The new elite

There is much talk these days of how infrastructure is gradually winning acceptance as an asset class from within the investor community. But this analysis tends to overlook the wholehearted embrace which it received before the 2008 crisis struck. As a reminder, on inception in 2006, Goldman Sachs Infrastructure Partners was able to announce that its Fund I had raised $6.5 billion. And infrastructure’s best fundraising year by some distance was 2007, with almost $40 billion raised globally (source: Probitas Partners).    

This period [pre-Crisis] is described by Arthur Rakowski, senior managing director responsible for institutional relationships at Macquarie Infrastructure & Real Assets, as the “period of rapid growth in the development cycle” of the infrastructure asset class. Talking about the general fundraising environment at that time, he says: “It was a period of exuberance where prudent manager selection and diversification rules were sometimes neglected by LPs. Now we’re back to a traditional type of manager assessment where the focus is on track record, the longevity of management teams and their ability create and preserve value through the whole investment cycle.”


Rakowski also points to the oddity of multi-billion dollar first-time funds, something which historically hasn’t happened in other asset classes. But, in today’s economic climate and with the dark cloud of the Eurozone crisis still remaining stubbornly in the firmament, Rakowski thinks things will be different from now on. “Raising a first-time [infrastructure] fund will become as difficult as raising a first-time private equity fund where you’re typically looking at scraping together 50 million from family and friends,” he says.

Anecdotally, there is certainly plenty of evidence of first-timers finding life extremely tough on the fundraising trail. Even Rakowski’s modest proposal of raising tens of millions may be beyond some. But this struggle only serves to highlight the sharp distinction being drawn between the tested and the untested. Witness, as the most obvious example, New York-headquartered fund manager Global Infrastructure Partners’ (GIP) second fund. At the time of going to press, it appeared to be speeding towards its hard cap (revised up in July from $7.5 billion to more than $8 billion) and had already surpassed the Goldman Sachs vehicle mentioned at the outset to become the largest infrastructure fund ever raised. 
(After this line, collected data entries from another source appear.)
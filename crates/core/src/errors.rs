use thiserror::Error;

#[derive(Error, Debug)]
pub enum BookingError {
    #[error("Resource not found: {0}")]
    NotFound(String),

    #[error("Invalid input: {0}")]
    InvalidInput(String),

    #[error("Time no longer available, please choose again: {0}")]
    SlotConflict(String),

    #[error("Database error: {0}")]
    Database(#[from] eyre::Report),

    #[error("Internal server error: {0}")]
    Internal(#[from] Box<dyn std::error::Error + Send + Sync>),
}

impl BookingError {
    /// Whether the message is meant to be shown to the client as-is.
    pub fn is_user_facing(&self) -> bool {
        matches!(
            self,
            BookingError::NotFound(_) | BookingError::InvalidInput(_) | BookingError::SlotConflict(_)
        )
    }
}

pub type BookingResult<T> = Result<T, BookingError>;
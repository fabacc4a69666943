use axum::{
    routing::{delete, get, post},
    Router,
};
use std::sync::Arc;

use crate::{handlers, ApiState};

pub fn routes() -> Router<Arc<ApiState>> {
    Router::new()
        .route("/api/reviews", post(handlers::reviews::create_review))
        .route("/api/reviews/:id", delete(handlers::reviews::delete_review))
        .route("/api/staff/:id/reviews", get(handlers::reviews::list_reviews))
}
There’s no doubt that GIP’s fund ticks plenty of investor boxes, even amid the most rigorous due diligence that many infrastructure fund managers say they have ever faced. Firstly, the fund is perceived to have made some good investments from its debut, $5.64 billion fund which closed in 2008 – leading to hopes that the internal rate of return on the fund will be in line with, or higher, than expectations. Secondly, it is cashing in on the trend which favours independent funds over the captive investment banking model that burnt some investor fingers.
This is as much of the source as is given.